2025 Streams

    Dissidence, Gender, and Sexuality in Slavic, Eastern European, and Central Asian Literatures and Cultures

    Eurasian Ecologies Past and Present

    Generative Artificial Intelligence (AI) in the Teaching and Learning of Slavic and Eurasian Languages, Literatures, and Cultures

    Poetry and Translation

    Slavic Languages in Contact: The Past and the Present

    Teaching and Reading the Caucasus

    Dissidence, Gender, and Sexuality in Slavic, Eastern European, and Central Asian Literatures and Cultures


    Organizer: The Association for Women in Slavic Studies (AWSS) 
     
    The Association for Women in Slavic Studies (AWSS) is organizing a stream on intersections between dissidence, gender, and sexuality in Slavic, Eastern European, and Central Asian Literatures and Cultures. This stream of panels will interrogate how creative actors (writers, artists, performers, broadly defined) from this area of the world have used non-normative constructions of gender and sexuality to amplify dissident voices and points of view that run counter to the political status quo.
     
    All time periods are welcome, as are interdisciplinary topics. Topics under discussion will include: producing and maintaining creative production in punitive environments and/or while under the threat of surveillance and coercion; the ways in which political ideology interacts with gender and sexuality; and the politicization of sex and identity. Additionally, the panel will also consider ways in which we can promote dissident themes, works, and authors in more mainstream classes and scholarly studies.
     
    We encourage presentations focusing on creative production that feature alternative constructions of gender, sexuality, and personal identity to challenge prevailing systems of state and political power.


    Eurasian Ecologies Past and Present


    Organizers: Rose Fitzpatrick (Yale University), Sasha Karsavina (Yale University)

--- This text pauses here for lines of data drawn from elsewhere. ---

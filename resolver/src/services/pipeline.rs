use std::sync::Arc;

use indexmap::IndexMap;
use tracing::{info, warn};

use termlink_models::resolution::{OntologyRecord, ResolutionOutcome, RunSummary};

use crate::services::ontology_client::OntologyStore;
use crate::services::term_resolver::TermResolver;

/// Per-run accumulator for the three output categories.
///
/// `record` is the single mutation point enforcing the classification
/// contract, so it can be unit tested without any network calls.
#[derive(Debug, Default)]
pub struct RunReport {
    /// Ontology data keyed by original term, in input order
    pub results: IndexMap<String, OntologyRecord>,
    /// Formatted "<term> -> <title> (similarity: <score>%)" lines
    pub similar_terms: Vec<String>,
    /// Terms with no acceptable match
    pub not_found_terms: Vec<String>,
    found_count: usize,
    total_terms: usize,
}

impl RunReport {
    pub fn new() -> Self {
        Self::default()
    }

    pub fn record(
        &mut self,
        term: &str,
        outcome: ResolutionOutcome,
        ontology: Option<OntologyRecord>,
    ) {
        self.total_terms += 1;

        match outcome {
            ResolutionOutcome::Exact { title } => match ontology {
                Some(record) => {
                    self.results.insert(term.to_string(), record);
                    self.found_count += 1;
                }
                None => {
                    // Exact title but no ontology: route to not-found
                    // instead of dropping the term from every artifact.
                    warn!("⚠️ No ontology for exact match '{}' -> '{}'", term, title);
                    self.not_found_terms.push(term.to_string());
                }
            },
            ResolutionOutcome::Similar { title, score } => {
                self.similar_terms.push(format!(
                    "{} -> {} (similarity: {:.2}%)",
                    term, title, score
                ));
            }
            ResolutionOutcome::NotFound => {
                self.not_found_terms.push(term.to_string());
            }
        }
    }

    pub fn summary(&self) -> RunSummary {
        RunSummary {
            total: self.total_terms,
            exact: self.found_count,
            similar: self.similar_terms.len(),
            not_found: self.not_found_terms.len(),
        }
    }
}

/// Sequential batch loop: one term at a time, in input order, with up
/// to two awaited round-trips per term. Per-term failures never abort
/// the run.
pub struct BatchPipeline {
    resolver: TermResolver,
    ontology: Arc<dyn OntologyStore>,
}

impl BatchPipeline {
    pub fn new(resolver: TermResolver, ontology: Arc<dyn OntologyStore>) -> Self {
        Self { resolver, ontology }
    }

    pub async fn run(&self, terms: &[String]) -> RunReport {
        let mut report = RunReport::new();

        for term in terms {
            info!("🔍 Searching for term: {}", term);

            let outcome = match self.resolver.resolve(term).await {
                Ok(outcome) => outcome,
                Err(e) => {
                    warn!("⚠️ Search failed for '{}': {}", term, e);
                    report.record(term, ResolutionOutcome::NotFound, None);
                    continue;
                }
            };

            let ontology = match &outcome {
                ResolutionOutcome::Exact { title } => {
                    match self.ontology.fetch_ontology(title).await {
                        Ok(record) => {
                            info!(
                                "✅ Ontology loaded for {} ({} properties)",
                                term,
                                record.property_count()
                            );
                            Some(record)
                        }
                        Err(e) => {
                            warn!("⚠️ Error loading ontology for {}: {}", term, e);
                            None
                        }
                    }
                }
                _ => None,
            };

            report.record(term, outcome, ontology);
        }

        report
    }
}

    Presently, in the former Soviet Union, nature has once again emerged as a contested political category. The emergence of grassroots protest groups and inter-regional “green coalitions” has heightened public awareness regarding regional inequalities, with emphasis being placed on the continued exploitation of indigenous lands by governmental and corporate interests. Drawing on indigenous ecologies, Soviet earth science, and populist frameworks, these movements have emerged as sites of collective re-imagining, permitting new models of nature and environmentalism to emerge. In response to this emerging public discourse of climate justice, the Russian state has initiated a brutal crackdown against environmental activists, labeling them, and their climate-focused agenda, as being of “foreign” import. As these developments suggest, this region has always been home to disparate ecological imaginaries, be they literary, political, or scientific in nature. This stream seeks to excavate the alternative models of nature that have developed out of an Eurasian context over the last 200 years. Potential themes for discussion will include: environmental poetics, indigenous ecologies, energetic economies, nonhuman timescales, and histories of terraforming.


    Generative Artificial Intelligence (AI) in the Teaching and Learning of Slavic and Eurasian Languages, Literatures, and Cultures


    Organizers: Molly T. Blasing (University of Kentucky), Liudmila Klimanova (University of Arizona), Kit Pribble (Wake Forest University)

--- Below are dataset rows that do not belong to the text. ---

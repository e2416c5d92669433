use std::env;
use std::time::Duration;

/// Process-wide configuration for a batch run.
///
/// Endpoints and paths are injected into the clients at construction time
/// so tests can point them at local doubles.
#[derive(Debug, Clone)]
pub struct AppConfig {
    pub wikipedia_api_url: String,
    pub dbpedia_sparql_url: String,
    pub request_timeout: Duration,
    pub terms_file: String,
    pub results_file: String,
    pub similar_terms_file: String,
    pub not_found_file: String,
}

impl AppConfig {
    pub fn from_env() -> Self {
        dotenv::dotenv().ok();

        Self {
            wikipedia_api_url: env::var("WIKIPEDIA_API_URL")
                .unwrap_or_else(|_| "https://en.wikipedia.org".to_string()),
            dbpedia_sparql_url: env::var("DBPEDIA_SPARQL_URL")
                .unwrap_or_else(|_| "https://dbpedia.org".to_string()),
            request_timeout: Duration::from_secs(
                env::var("REQUEST_TIMEOUT_SECS")
                    .ok()
                    .and_then(|v| v.parse().ok())
                    .unwrap_or(30),
            ),
            terms_file: env::var("TERMS_FILE").unwrap_or_else(|_| "terms.txt".to_string()),
            results_file: env::var("RESULTS_FILE")
                .unwrap_or_else(|_| "ontology_results.json".to_string()),
            similar_terms_file: env::var("SIMILAR_TERMS_FILE")
                .unwrap_or_else(|_| "similar_terms.txt".to_string()),
            not_found_file: env::var("NOT_FOUND_FILE")
                .unwrap_or_else(|_| "not_found_terms.txt".to_string()),
        }
    }
}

    Recent advancements in generative artificial intelligence (AI) have garnered significant attention across different disciplines. In the humanities, AI is often viewed as both a benefit and an affliction. Building on the momentum from the highly attended AI stream at the last AATSEEL conference, this year's stream will delve deeper into the latest developments in using AI for the study and research of Slavic and Eurasian languages, literatures, and cultures, assessing both its affordances and its drawbacks. The sessions will focus on research, materials development, and teaching methodologies related to generative AI. Presenters will consider the implications of machine perception, machine learning, and affective computing for AI-driven language acquisition, with special emphasis placed on the promotion of communicative competence. The use of AI-driven and text mining tools in literary research and the digital humanities will also be considered. Finally, discussions will touch on practical pedagogical considerations such as using AI to create course syllabi and instructional materials, navigating student privacy concerns, ensuring equitable access to technology, and maintaining academic integrity. By bringing together experts and practitioners from various programs and languages, this stream aims to forge pathways for shared knowledge and practical applications of AI in enhancing language and cultural education.


    Poetry and Translation


    Organizers: Sibelan Forrester (Swarthmore College), Maria Khotimsky (Massachusetts Institute of Technology), Martha Kelly (University of Missouri)
     
    This stream will include both traditional panels with scholarly papers about issues in the translation of poetry and two poetry readings.
     
    I. One panel on poetry translation will involve elements of canon formation, poetic technique, translation theory and practice, and perhaps translation education. We propose the title “Poetry and Translation” in order to cover the broadest possible set of paper topics.
     
    II. We hope that several of the poets whose translations are being read will be able to attend their session and participate (this has always been a wonderful aspect of the AATSEEL conference, whether or not there will be a featured poet who becomes part of this stream). We request two sessions day dedicated to bilingual readings (ideally with poet and translator) at quite different times of day aims to allow the timing to work both for poets and translators located in Eastern Europe (the titular region of our conference) and for poets and translators across North America and in other parts of the world (Australia; the Far East).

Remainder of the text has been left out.